Pour jouer à se faire peur

J’avais vu passer l’avis de création de cette nouvelle maison d’édition, Super 8, émanation, si je ne m’abuse de Sonatine sous la supervision de Fabrice Colin. Leur crédo : « Qu’est-ce qu’on fait ? On se risque sur le bizarre ? ». Du coup, moi aussi je me risque, avec Chambre 507, de J. C. Hutchins et Jordan Weisman.

Hutchins-chambre-507Zachary Taylor travaille dans une des antichambres de l’enfer, l’hôpital Brinkvale, à New York, où sont enfermés et traités les criminels irrécupérables et trop atteints ou dangereux pour rester dans une prison classique. Zachary est art-thérapeute et prend très à cœur sa mission : Essayer de leur apporter, par l’art, un tout petit peu de soulagement. Et Zachary est très bon dans ce qu’il fait. C’est pourquoi il se voit confier le cas de Martin Grace, aveugle depuis deux ans, accusé d’une douzaine de crimes plus atroces les uns que les autres. Dans la chambre 507, la confrontation entre les deux hommes fait ressortir les pires cauchemars de Zachary … Et s’il y avait autre chose derrière Martin Grace ?

Pour faire bref : Ce n’est pas le genre de bouquin que je lirais tous les jours, mais je me suis bien marré. Enfin marré … Disons que si le but est de faire vraiment peur, c’est raté. Je suis assez peu directement sensible au fantastique. Par contre j’adore quand quelqu’un en maîtrise parfaitement les différents artifices.

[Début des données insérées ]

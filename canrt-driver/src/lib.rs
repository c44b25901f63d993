//! canrt driver interface
//!
//! The crate provides an interface between a CAN device driver and the canrt runtime.
//! Limited scope facilitates compatibility across versions.
//! Driver crates should depend on this crate. Runtime users should depend on
//! the `canrt` crate instead.
//!
//! A driver implements [`bus::BusDriver`]: a polled, non-blocking pair of operations to hand
//! a frame to the peripheral and to fetch received frames. The runtime calls them from timer
//! interrupt handlers, so a driver may not block and may not allocate.
//!
//! Frames cross the boundary as [`frame::RawFrame`], which implements [`embedded_can::Frame`].
//! HAL frames convert with [`frame::RawFrame::from_frame`].

#![no_std]

// This mod MUST go first, so that the others see its macros.
pub(crate) mod fmt;

pub mod bus;
pub mod frame;

pub mod time {
    pub use embassy_time::{Duration, Instant};
}
//! Interface the runtime uses to reach the CAN peripheral

use crate::frame::RawFrame;

/// Non-blocking CAN peripheral access
///
/// The runtime calls both methods from timer interrupt handlers: `transmit` from the
/// transmit-flush trigger and `receive` from the receive-poll trigger. Implementations must
/// return immediately and must not wait for bus activity.
///
/// Arbitration, retransmission and error confinement stay inside the driver. The runtime
/// does not retry a failed transmission.
pub trait BusDriver {
    type Error;

    /// Hands the frame over to the peripheral for transmission.
    ///
    /// An error means the frame was not accepted, e.g., all mailboxes are occupied or the
    /// controller is bus-off.
    fn transmit(&mut self, frame: &RawFrame) -> Result<(), Self::Error>;

    /// Fetches the next received frame, if any.
    ///
    /// The runtime keeps calling until `None` is returned.
    fn receive(&mut self) -> Option<RawFrame>;
}

impl<T: BusDriver + ?Sized> BusDriver for &mut T {
    type Error = T::Error;

    fn transmit(&mut self, frame: &RawFrame) -> Result<(), Self::Error> {
        T::transmit(self, frame)
    }

    fn receive(&mut self) -> Option<RawFrame> {
        T::receive(self)
    }
}
//! Foreground diagnostic loop
//!
//! The loop polls a [`SoftTimer`]. Each time it expires, the loop masks the timer interrupts,
//! writes the TX queue, the RX queue and the transport counters to the sink, and unmasks
//! them again. The report never consumes queued messages.

use core::fmt;
use embassy_sync::blocking_mutex::raw::RawMutex;

use crate::bus::BusDriver;
use crate::config::Config;
use crate::controller::{BusController, DynamicBus};
use crate::interrupt::{InterruptControl, InterruptMutex};
use crate::time::Instant;
use crate::timer::SoftTimer;

/// Activity of a single foreground iteration
#[derive(Debug, Clone, Copy, PartialEq, Eq)]
#[cfg_attr(feature = "defmt", derive(defmt::Format))]
pub enum ForegroundState {
    /// The report timer has not expired
    Idle,
    /// A report was written under the interrupt mask
    Reporting,
}

/// Foreground-side handle of a [`BusController`]
pub struct Foreground<'a, I: InterruptControl, W: fmt::Write> {
    bus: &'a (dyn DynamicBus + Sync),
    mutex: &'a InterruptMutex<I>,
    timer: SoftTimer,
    out: W,
    reports: u32,
}

impl<'a, I: InterruptControl, W: fmt::Write> Foreground<'a, I, W> {
    /// Creates the loop. The first report is due one report period from now.
    pub fn new<M, D, const TX: usize, const RX: usize>(
        controller: &'a BusController<M, D, TX, RX>,
        mutex: &'a InterruptMutex<I>,
        config: &Config,
        out: W,
    ) -> Self
    where
        M: RawMutex + Sync,
        D: BusDriver + Send,
    {
        Self {
            bus: controller,
            mutex,
            timer: SoftTimer::new(config.report_period),
            out,
            reports: 0,
        }
    }

    /// Runs one loop iteration.
    ///
    /// The timer is updated on every iteration, after the report if one was due.
    pub fn poll(&mut self) -> ForegroundState {
        self.poll_at(Instant::now())
    }

    /// Runs one loop iteration at `now`.
    ///
    /// The expiry check and the timer update see the same instant, so the timer never
    /// restarts a period without reporting it.
    pub fn poll_at(&mut self, now: Instant) -> ForegroundState {
        let state = if self.timer.is_expired_at(now) {
            self.report();
            ForegroundState::Reporting
        } else {
            ForegroundState::Idle
        };
        self.timer.update_at(now);
        state
    }

    pub fn run(&mut self) -> ! {
        loop {
            self.poll();
        }
    }

    /// Number of reports written so far, wrapping
    pub fn report_count(&self) -> u32 {
        self.reports
    }

    pub fn output(&self) -> &W {
        &self.out
    }

    pub fn output_mut(&mut self) -> &mut W {
        &mut self.out
    }

    fn report(&mut self) {
        let guard = self.mutex.lock();
        let result = self
            .bus
            .print_tx_all(&guard, &mut self.out)
            .and_then(|()| self.bus.print_rx_all(&guard, &mut self.out))
            .and_then(|()| writeln!(self.out, "{}", self.bus.statistics()));
        drop(guard);

        self.reports = self.reports.wrapping_add(1);
        if result.is_err() {
            warn!("Diagnostic sink write failed");
        }
    }
}

#[cfg(test)]
mod tests {
    extern crate std;
    use super::*;
    use core::cell::Cell;
    use embassy_sync::blocking_mutex::raw::CriticalSectionRawMutex;
    use std::string::String;

    use crate::core::{BaudRate, NodeId};
    use crate::frame::RawFrame;

    struct NullDriver;

    impl BusDriver for NullDriver {
        type Error = ();

        fn transmit(&mut self, _frame: &RawFrame) -> Result<(), ()> {
            Ok(())
        }

        fn receive(&mut self) -> Option<RawFrame> {
            None
        }
    }

    #[derive(Default)]
    struct FlagControl {
        masked: Cell<bool>,
    }

    impl InterruptControl for FlagControl {
        fn disable(&self) {
            self.masked.set(true);
        }

        fn enable(&self) {
            self.masked.set(false);
        }
    }

    /// Sink that refuses every write
    struct BrokenSink;

    impl fmt::Write for BrokenSink {
        fn write_str(&mut self, _s: &str) -> fmt::Result {
            Err(fmt::Error)
        }
    }

    const CONFIG: Config = Config {
        // Zero period makes every poll a report
        report_period: crate::time::Duration::from_ticks(0),
        ..Config::new(NodeId::new(1).unwrap(), BaudRate::Kbps250)
    };

    #[test]
    fn test_report_contents() {
        let controller =
            BusController::<CriticalSectionRawMutex, _, 4, 4>::new(&CONFIG, NullDriver);
        let mutex = InterruptMutex::new(FlagControl::default());
        let mut foreground = Foreground::new(&controller, &mutex, &CONFIG, String::new());

        controller.queue_tx_message(controller.heartbeat_message()).unwrap();
        assert_eq!(foreground.poll(), ForegroundState::Reporting);

        let out = foreground.output();
        let mut lines = out.lines();
        assert!(lines.next().unwrap().starts_with("TX 701 [1] 05 @"));
        assert_eq!(
            lines.next(),
            Some("TX ok=0 err=0 drop=0 | RX ok=0 drop=0 bad=0")
        );
        assert_eq!(lines.next(), None);

        assert_eq!(controller.tx_len(), 1);
        assert!(!mutex.control().masked.get());
        assert_eq!(foreground.report_count(), 1);
    }

    #[test]
    fn test_sink_failure_is_not_fatal() {
        let controller =
            BusController::<CriticalSectionRawMutex, _, 4, 4>::new(&CONFIG, NullDriver);
        let mutex = InterruptMutex::new(FlagControl::default());
        let mut foreground = Foreground::new(&controller, &mutex, &CONFIG, BrokenSink);

        assert_eq!(foreground.poll(), ForegroundState::Reporting);
        assert_eq!(foreground.poll(), ForegroundState::Reporting);
        assert_eq!(foreground.report_count(), 2);
        assert!(!mutex.is_locked());
    }

    #[test]
    fn test_report_at_period_boundary() {
        let config = Config::new(NodeId::new(1).unwrap(), BaudRate::Kbps250);
        let period = config.report_period;
        let controller =
            BusController::<CriticalSectionRawMutex, _, 4, 4>::new(&config, NullDriver);
        let mutex = InterruptMutex::new(FlagControl::default());
        let start = Instant::now();
        let mut foreground = Foreground::new(&controller, &mutex, &config, String::new());
        let at = |ms: u64| start + crate::time::Duration::from_millis(ms);

        assert_eq!(foreground.poll_at(at(249)), ForegroundState::Idle);
        // The boundary instant both reports and restarts the period
        assert_eq!(foreground.poll_at(start + period), ForegroundState::Reporting);
        assert_eq!(foreground.report_count(), 1);

        assert_eq!(foreground.poll_at(at(499)), ForegroundState::Idle);
        assert_eq!(foreground.poll_at(at(500)), ForegroundState::Reporting);
        assert_eq!(foreground.report_count(), 2);

        // Every restart of the period comes with a report line
        assert_eq!(foreground.output().lines().count(), 2);
    }
}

Et donc je peux jouer à faire semblant d’avoir peur, visualiser les scènes, entendre la petite musique crispante, voir la tâche d’ombre qui s’étend lentement … Quand c’est bien fait comme ici, je trouve que c’est assez jubilatoire.

Les personnages sont vraiment réussis, suffisamment hors normes pour donner du piquant, suffisamment complexes et fragiles pour ne pas avoir à faire à des super héros mais à des êtres humains qui tremblent, souffrent, rient … et nous embarquent dans leur histoire.

L’histoire est pour moi parfaitement maitrisée, avec ce qu’il faut de coups de théâtres, de montées du suspense, d’emballements et de moment plus calmes. Certes la fin très ouverte pourra en agacer certains, mais j’aime bien ça, ce doute final : folie ou fantastique ? Je n’en dirai pas plus, mais ça me fait un peu penser à la façon dont John Connolly arrive à utiliser le fantastique de façon subtile sans jamais en faire une solution de facilité.

Et puis, cette fin très ouverte laisse la place éventuelle à une suite. Et ça aussi c’est pas mal.

Un vrai bon divertissement de qualité !

J. C. Hutchins et Jordan Weisman / Chambre 507 (Personal effects : Dark art, 2009), Super 8 éditions (2014), traduit de l’anglais (USA) par Valérie Le Plouhinec.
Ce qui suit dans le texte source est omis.